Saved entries

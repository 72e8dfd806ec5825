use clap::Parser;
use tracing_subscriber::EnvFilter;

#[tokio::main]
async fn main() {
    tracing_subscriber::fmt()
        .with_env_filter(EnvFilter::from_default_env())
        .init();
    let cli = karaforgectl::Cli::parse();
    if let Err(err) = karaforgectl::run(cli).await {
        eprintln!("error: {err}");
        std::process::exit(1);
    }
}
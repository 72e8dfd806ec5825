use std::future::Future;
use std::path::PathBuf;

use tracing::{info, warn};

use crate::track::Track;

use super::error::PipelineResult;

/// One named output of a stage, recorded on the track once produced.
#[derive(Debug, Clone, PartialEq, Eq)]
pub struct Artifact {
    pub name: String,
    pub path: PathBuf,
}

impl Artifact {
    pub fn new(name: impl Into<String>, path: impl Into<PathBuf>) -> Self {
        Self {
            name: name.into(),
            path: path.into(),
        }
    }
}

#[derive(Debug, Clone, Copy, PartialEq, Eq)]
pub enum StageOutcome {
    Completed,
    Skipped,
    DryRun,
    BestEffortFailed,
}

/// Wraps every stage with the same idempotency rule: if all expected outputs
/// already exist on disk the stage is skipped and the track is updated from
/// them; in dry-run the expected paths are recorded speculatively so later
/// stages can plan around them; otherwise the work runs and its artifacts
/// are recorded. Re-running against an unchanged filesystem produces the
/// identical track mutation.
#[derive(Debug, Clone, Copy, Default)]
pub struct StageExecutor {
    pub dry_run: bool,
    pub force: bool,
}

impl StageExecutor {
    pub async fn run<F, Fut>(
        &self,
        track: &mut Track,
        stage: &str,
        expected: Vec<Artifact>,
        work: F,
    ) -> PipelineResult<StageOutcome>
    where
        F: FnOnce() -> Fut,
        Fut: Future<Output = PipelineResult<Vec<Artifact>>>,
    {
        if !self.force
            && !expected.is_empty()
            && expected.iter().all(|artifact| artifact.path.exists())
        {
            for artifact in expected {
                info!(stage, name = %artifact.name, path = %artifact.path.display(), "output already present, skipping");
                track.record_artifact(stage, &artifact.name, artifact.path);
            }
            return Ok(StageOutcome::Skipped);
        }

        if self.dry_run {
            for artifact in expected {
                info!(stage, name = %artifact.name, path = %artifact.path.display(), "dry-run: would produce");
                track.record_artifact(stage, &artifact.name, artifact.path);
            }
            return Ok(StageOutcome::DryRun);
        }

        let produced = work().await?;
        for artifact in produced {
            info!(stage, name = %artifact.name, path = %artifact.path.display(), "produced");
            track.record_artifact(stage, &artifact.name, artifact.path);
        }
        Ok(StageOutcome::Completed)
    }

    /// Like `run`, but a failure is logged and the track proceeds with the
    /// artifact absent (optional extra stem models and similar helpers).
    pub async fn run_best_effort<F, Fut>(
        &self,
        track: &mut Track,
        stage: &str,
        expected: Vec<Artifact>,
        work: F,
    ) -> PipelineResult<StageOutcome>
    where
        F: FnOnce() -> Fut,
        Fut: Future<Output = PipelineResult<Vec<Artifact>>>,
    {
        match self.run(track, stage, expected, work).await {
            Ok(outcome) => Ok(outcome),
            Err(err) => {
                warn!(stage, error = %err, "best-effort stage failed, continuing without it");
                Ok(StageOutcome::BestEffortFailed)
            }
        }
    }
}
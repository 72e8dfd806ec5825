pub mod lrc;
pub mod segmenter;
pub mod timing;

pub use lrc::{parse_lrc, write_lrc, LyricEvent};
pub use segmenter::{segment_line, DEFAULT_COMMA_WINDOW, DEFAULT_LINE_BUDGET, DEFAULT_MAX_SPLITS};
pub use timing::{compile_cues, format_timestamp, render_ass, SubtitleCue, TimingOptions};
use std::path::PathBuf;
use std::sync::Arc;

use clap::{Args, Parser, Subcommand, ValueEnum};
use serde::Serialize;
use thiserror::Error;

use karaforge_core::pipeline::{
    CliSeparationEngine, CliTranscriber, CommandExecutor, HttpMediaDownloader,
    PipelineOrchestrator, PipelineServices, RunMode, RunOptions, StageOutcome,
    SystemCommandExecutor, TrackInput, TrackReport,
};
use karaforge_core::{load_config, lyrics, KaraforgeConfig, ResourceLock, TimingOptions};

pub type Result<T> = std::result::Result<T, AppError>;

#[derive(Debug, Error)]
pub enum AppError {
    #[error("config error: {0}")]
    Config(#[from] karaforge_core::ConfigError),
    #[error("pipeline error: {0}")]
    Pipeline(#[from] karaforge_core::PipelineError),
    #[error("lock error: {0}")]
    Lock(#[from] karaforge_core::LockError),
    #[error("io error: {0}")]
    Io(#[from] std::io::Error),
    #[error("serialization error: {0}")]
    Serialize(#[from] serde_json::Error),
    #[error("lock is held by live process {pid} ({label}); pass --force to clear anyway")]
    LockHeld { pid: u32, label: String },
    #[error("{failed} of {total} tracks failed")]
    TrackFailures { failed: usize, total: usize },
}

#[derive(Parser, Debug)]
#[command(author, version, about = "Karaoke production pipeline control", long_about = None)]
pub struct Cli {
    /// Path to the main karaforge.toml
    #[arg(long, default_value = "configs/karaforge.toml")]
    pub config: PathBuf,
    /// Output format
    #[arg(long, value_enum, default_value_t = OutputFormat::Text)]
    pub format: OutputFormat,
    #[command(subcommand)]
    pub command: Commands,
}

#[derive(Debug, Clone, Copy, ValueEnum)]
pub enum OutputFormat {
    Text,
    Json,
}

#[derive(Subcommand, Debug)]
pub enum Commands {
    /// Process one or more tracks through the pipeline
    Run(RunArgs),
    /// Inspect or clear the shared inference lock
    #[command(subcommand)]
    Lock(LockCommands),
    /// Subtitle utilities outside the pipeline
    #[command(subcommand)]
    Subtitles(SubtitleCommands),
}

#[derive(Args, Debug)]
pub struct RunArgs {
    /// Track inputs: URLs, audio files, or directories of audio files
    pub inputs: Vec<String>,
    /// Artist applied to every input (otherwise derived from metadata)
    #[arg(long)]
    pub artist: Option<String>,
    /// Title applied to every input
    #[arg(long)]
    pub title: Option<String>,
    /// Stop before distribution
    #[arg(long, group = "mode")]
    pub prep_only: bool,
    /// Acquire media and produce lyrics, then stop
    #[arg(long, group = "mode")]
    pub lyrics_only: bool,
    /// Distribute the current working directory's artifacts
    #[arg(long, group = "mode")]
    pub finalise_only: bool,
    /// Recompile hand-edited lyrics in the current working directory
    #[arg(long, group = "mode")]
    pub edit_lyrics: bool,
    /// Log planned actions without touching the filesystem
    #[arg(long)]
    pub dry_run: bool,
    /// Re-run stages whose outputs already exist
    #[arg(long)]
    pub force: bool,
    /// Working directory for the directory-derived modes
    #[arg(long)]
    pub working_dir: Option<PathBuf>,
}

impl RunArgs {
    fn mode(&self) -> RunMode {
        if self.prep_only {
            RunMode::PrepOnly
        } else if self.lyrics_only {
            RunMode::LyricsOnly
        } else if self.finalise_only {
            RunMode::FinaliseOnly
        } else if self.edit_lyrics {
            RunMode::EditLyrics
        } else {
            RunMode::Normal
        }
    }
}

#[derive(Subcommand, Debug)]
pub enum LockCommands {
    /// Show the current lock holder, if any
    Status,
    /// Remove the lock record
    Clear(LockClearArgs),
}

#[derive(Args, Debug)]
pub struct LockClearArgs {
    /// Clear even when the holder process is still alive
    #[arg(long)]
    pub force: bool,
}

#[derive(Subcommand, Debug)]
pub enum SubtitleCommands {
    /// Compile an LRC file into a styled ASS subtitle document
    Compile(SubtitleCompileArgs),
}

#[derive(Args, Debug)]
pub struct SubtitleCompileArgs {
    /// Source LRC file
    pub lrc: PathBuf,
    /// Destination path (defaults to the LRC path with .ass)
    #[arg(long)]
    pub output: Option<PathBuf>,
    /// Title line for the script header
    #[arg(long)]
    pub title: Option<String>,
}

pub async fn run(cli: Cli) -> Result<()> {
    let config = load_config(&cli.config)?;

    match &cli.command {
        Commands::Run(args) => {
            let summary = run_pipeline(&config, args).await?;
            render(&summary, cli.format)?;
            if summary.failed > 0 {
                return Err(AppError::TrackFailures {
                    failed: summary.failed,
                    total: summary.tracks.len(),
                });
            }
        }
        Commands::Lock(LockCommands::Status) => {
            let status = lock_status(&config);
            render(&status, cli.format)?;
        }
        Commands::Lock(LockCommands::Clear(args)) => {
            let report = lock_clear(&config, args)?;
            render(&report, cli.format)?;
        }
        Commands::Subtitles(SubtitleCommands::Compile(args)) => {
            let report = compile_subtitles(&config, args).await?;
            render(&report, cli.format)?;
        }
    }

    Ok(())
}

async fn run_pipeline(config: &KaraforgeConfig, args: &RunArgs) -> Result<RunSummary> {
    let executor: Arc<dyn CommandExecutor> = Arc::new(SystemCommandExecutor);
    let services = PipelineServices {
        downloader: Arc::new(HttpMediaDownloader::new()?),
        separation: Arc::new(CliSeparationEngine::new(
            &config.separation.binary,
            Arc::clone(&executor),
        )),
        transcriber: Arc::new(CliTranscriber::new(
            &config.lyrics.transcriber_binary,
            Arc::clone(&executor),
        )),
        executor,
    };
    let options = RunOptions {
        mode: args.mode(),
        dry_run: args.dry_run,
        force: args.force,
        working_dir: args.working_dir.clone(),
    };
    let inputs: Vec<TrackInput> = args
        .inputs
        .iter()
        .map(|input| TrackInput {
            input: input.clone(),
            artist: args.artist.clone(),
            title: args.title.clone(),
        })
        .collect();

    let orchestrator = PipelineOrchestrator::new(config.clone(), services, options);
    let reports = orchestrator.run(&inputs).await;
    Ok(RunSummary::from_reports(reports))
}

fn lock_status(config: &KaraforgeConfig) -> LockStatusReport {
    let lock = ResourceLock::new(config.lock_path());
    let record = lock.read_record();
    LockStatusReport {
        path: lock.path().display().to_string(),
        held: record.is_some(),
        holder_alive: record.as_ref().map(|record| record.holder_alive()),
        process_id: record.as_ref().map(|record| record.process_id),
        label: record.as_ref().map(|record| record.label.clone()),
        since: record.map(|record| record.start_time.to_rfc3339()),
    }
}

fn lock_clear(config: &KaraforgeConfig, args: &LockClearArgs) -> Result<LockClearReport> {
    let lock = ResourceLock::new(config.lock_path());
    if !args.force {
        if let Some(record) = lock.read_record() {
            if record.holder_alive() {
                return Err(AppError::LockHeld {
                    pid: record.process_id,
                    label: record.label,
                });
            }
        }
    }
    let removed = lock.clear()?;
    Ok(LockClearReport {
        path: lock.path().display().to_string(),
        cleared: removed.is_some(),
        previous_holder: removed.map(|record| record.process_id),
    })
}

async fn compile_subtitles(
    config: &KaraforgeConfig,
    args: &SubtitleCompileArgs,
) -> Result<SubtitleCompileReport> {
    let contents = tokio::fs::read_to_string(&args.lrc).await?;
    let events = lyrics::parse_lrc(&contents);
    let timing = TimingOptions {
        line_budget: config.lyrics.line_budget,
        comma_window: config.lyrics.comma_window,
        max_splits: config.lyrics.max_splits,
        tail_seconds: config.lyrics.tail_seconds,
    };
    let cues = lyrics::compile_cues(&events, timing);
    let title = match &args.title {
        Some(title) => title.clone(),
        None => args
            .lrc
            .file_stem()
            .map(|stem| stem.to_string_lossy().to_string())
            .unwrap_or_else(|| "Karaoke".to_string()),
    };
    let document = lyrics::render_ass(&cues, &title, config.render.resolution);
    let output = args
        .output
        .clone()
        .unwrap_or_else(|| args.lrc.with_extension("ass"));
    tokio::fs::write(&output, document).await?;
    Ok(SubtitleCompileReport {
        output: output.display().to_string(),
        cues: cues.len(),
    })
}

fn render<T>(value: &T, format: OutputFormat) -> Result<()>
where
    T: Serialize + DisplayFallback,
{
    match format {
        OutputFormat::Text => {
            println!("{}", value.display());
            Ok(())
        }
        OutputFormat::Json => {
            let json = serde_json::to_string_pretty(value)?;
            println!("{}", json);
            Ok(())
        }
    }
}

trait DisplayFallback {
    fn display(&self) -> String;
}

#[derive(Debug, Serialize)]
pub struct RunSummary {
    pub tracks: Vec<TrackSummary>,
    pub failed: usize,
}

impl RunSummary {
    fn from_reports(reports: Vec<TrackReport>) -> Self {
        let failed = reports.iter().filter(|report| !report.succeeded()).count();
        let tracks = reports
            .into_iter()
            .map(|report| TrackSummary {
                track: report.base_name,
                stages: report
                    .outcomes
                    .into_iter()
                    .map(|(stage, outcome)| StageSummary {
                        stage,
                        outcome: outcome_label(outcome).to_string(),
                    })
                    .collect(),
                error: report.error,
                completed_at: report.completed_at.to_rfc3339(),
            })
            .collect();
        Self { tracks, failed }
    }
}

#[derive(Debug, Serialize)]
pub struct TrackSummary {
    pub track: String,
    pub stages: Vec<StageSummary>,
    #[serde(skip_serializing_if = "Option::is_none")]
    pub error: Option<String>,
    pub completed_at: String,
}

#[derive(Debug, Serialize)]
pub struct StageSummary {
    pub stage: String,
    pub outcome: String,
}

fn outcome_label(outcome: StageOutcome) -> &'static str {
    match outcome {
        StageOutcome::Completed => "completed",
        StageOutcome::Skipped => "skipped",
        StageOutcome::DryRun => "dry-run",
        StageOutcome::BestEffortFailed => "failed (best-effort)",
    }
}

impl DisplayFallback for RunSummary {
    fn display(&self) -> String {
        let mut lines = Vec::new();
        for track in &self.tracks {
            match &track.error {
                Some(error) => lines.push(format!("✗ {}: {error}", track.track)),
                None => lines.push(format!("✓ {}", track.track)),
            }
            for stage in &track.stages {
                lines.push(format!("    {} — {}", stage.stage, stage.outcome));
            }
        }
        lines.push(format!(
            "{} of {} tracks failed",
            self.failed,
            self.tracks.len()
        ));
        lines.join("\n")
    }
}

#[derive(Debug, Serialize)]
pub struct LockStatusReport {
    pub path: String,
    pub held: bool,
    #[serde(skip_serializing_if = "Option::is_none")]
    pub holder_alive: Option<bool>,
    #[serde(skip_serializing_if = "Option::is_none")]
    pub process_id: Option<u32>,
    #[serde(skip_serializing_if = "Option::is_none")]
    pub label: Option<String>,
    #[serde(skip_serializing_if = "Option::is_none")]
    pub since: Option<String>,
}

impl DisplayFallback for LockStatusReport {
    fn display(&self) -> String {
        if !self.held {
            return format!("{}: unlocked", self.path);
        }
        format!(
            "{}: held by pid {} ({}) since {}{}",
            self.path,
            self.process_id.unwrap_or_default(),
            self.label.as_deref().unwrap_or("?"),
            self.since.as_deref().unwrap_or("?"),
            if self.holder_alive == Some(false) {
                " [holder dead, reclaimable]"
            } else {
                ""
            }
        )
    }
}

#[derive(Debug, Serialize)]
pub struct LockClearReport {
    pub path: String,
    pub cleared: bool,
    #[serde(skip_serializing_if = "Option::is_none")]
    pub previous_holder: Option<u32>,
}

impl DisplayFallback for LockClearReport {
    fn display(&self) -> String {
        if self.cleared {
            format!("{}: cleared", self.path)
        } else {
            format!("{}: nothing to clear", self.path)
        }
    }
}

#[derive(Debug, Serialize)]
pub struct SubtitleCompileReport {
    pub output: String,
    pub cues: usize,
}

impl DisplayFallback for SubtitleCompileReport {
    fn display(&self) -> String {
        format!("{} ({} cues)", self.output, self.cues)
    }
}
* * *
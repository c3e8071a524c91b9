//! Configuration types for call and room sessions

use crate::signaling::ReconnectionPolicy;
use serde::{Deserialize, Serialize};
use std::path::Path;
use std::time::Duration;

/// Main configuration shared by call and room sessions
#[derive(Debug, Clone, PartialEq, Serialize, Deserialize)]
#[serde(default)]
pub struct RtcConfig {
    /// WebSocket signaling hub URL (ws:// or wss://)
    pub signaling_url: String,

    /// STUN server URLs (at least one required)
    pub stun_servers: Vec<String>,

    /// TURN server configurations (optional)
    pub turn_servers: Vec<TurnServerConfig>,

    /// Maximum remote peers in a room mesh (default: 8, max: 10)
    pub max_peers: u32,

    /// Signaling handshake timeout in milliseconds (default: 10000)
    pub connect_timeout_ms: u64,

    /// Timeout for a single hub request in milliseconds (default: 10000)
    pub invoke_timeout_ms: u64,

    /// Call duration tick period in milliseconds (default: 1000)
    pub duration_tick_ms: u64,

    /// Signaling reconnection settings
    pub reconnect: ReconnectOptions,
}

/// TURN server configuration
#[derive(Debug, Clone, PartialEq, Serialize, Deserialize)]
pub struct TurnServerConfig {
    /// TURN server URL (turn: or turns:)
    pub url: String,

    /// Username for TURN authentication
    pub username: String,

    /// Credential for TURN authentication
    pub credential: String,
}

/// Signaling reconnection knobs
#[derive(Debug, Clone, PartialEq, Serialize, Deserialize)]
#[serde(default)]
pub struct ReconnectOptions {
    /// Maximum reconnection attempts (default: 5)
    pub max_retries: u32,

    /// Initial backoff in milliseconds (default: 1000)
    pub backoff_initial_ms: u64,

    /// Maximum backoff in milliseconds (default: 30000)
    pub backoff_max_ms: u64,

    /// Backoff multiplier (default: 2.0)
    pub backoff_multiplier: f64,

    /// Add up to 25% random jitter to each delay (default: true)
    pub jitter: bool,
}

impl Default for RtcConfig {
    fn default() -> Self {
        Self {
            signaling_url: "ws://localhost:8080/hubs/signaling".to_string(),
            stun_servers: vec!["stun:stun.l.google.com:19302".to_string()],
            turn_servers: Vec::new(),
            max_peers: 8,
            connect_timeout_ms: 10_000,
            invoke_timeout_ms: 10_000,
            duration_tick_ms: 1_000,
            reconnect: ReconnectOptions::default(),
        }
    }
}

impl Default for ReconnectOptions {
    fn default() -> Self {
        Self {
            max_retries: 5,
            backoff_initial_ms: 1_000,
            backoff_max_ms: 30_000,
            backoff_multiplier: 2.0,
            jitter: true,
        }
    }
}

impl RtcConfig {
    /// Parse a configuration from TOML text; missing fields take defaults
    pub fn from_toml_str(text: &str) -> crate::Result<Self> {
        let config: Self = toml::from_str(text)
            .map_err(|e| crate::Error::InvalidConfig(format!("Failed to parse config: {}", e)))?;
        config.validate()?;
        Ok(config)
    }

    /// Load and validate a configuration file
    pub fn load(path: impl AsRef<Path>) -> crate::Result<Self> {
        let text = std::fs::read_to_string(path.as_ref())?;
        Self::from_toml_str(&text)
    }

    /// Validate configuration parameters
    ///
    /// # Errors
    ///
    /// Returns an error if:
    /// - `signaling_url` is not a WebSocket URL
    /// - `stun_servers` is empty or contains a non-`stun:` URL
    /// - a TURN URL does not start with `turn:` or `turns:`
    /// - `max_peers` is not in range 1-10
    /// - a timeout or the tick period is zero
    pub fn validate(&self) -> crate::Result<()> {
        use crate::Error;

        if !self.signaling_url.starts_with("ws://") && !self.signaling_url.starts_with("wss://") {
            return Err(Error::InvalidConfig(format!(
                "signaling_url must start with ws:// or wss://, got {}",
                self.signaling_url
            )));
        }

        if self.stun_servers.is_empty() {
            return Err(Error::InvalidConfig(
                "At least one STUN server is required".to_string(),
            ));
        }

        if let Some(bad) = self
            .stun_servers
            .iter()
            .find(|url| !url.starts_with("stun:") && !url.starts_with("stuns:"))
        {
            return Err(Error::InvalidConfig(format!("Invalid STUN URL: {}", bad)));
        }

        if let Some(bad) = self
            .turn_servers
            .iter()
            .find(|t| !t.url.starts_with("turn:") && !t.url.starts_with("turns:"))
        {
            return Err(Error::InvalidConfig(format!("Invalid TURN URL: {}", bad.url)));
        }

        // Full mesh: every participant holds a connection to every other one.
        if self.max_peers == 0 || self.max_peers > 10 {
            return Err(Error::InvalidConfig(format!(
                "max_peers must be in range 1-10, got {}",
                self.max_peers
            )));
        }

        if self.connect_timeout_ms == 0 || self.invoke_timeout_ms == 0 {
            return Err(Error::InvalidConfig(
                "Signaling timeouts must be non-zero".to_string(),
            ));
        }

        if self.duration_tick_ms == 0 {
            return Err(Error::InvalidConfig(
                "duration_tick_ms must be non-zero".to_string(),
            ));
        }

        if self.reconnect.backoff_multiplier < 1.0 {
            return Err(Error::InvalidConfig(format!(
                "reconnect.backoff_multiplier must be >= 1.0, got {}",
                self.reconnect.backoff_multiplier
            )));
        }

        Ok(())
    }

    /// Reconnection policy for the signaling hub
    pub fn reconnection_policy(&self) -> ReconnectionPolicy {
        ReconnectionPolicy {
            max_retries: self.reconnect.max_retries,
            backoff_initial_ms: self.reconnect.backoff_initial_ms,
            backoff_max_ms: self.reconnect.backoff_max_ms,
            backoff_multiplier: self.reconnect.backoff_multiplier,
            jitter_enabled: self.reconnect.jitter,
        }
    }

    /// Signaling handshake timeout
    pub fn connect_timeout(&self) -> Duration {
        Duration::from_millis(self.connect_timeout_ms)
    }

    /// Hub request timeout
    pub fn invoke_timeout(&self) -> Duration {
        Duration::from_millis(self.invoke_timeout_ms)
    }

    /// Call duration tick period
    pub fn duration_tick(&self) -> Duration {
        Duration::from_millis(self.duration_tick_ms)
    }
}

#### The task:
Where a line above holds the word "handshake", copy it.

#### Completed task:
    /// Signaling handshake timeout in milliseconds (default: 10000)
    /// Signaling handshake timeout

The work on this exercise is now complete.